Strategies to automatically select the best accelerator to run a specific DNN training


  Falsafi Babak


This project aims to develop strategies to automatically select the best accelerator to run a specific DNN training. We will create the necessary software libraries to allocate workload efficiently by considering performance, power, and accuracy constraints. We also propose to develop meta-learning algorithms to create and train DL models and configure their hyper-parameters in an automated way, outperforming current state-of-the- art approaches. We envision a full RM infrastructure that can work with minimal user interaction and allow automated tuning, allocation, and execution of DNN trainings on heterogeneous accelerators.
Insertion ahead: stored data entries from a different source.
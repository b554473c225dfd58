//! Static packing → packer table.

use eepack_core::{Packer, Packing};

use crate::packer::{EeP256Packer, EeP521Packer};

static EE_P256: EeP256Packer = EeP256Packer::new();
static EE_P521: EeP521Packer = EeP521Packer::new();

/// The packer implementing `packing`.
pub fn lookup(packing: Packing) -> &'static dyn Packer {
    match packing {
        Packing::EeP256 => &EE_P256,
        Packing::EeP521 => &EE_P521,
    }
}
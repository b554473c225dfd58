//! Structured logging schema and field name constants for eepack.
//!
//! Every structured `tracing` field emitted by the eepack crates is listed
//! here. `tracing` macros take field names as identifiers, so call sites
//! spell them out; this module is the reference they must agree with.
//!
//! ## Log Level Contract
//!
//! | Level | Usage |
//! |-------|-------|
//! | WARN  | Tamper or forgery detected, lookup outage |
//! | DEBUG | Operation completions, lookup decisions |
//! | TRACE | Per-reader iteration |
//!
//! Key material, shared secrets, and plaintext are never logged.

// ─── Identity fields ───────────────────────────────────────────────────────

/// Subsystem originating the log event. Values: "pack", "lookup"
pub const SUBSYSTEM: &str = "subsystem";

/// Component within a subsystem. Example: "key_dir"
pub const COMPONENT: &str = "component";

/// Logical operation name. Examples: "pack", "unpack", "lookup"
pub const OPERATION: &str = "op";

/// Packing variant in use (`ee.p256`, `ee.p521`).
pub const PACKING: &str = "packing";

/// User performing the operation.
pub const USER: &str = "user";

/// Owner of the blob being packed or unpacked.
pub const OWNER: &str = "owner";

/// Reader a wrapped key is produced or looked up for.
pub const READER: &str = "reader";

// ─── Measurement fields ────────────────────────────────────────────────────

/// Number of readers on a blob (owner included).
pub const READER_COUNT: &str = "reader_count";

/// Plaintext byte length.
pub const PLAINTEXT_LEN: &str = "plaintext_len";

/// Cipher blob byte length.
pub const CIPHER_LEN: &str = "cipher_len";

/// Number of public keys returned by a lookup.
pub const KEY_COUNT: &str = "key_count";

/// Wall-clock duration in milliseconds.
pub const DURATION_MS: &str = "duration_ms";

// ─── Outcome fields ────────────────────────────────────────────────────────

/// Error message when an operation fails.
pub const ERROR_MSG: &str = "error";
The proposed framework will select the best underlying hardware based on user-defined constraints and find the most adequate resources to run the workload. Apart from leveraging our existing expertise and improving them, we will use knowledge transfer and Automatic ML (AutoML) Neural Architecture Search techniques based on reinforcement learning. We will efficiently deploy our developed algorithms into libraries and incorporate them into a full software stack that enables scheduling DNN trainings from a single entry-point to the different heterogeneous servers and accelerators available in the datacenter.

Our work so far has focused on the power and performance characterization of the key traces of the DLRM deep learning recommendation model, provided by Facebook, and we have developed the first version of a reinforcement learning scheduler that can optimize the training phase for heterogeneous servers. We carried out optimization of the data loading and assignment, especially a prefetching mechanism to DLRM that can speed up the execution time for each batch loading time plus model time) by more than 30% compared to our initial assessment, on both Kaggle and Terrabyte datasets on a Nvidia V100 GPU.

Our short-term objective is to finalize, in the DLRM framework, the complete model pipelining and data parallelization and its application to the reinforcement learning strategy developed by us. As a continuation of this project, we plan to extend the reinforcement learning automatic training methodology to other recommendation models, with specific focus on graph neural nets, while enhancing its performance by further exploiting heterogeneous hardware resources.

We will work towards improving the reinforcement learning strategy along two different axes by adding: (1) dynamic task re-scheduling and server parameter tuning, and (2) the capability of managing several training instances. Finally, we plan to target complex learning cases that can be decomposed in ensembles of neural networks, which can run in distributed devices to cope with the current trend of pruning, but with guarantees regarding target output quality.

We expect our approach to result in significant savings in the total training time and a significantly improved robustness against minimization for smaller memory size designs. We will also delve into the possibility of defining a heuristic approach to automate the design of the voter-based ensemble architecture for different types of neural networks.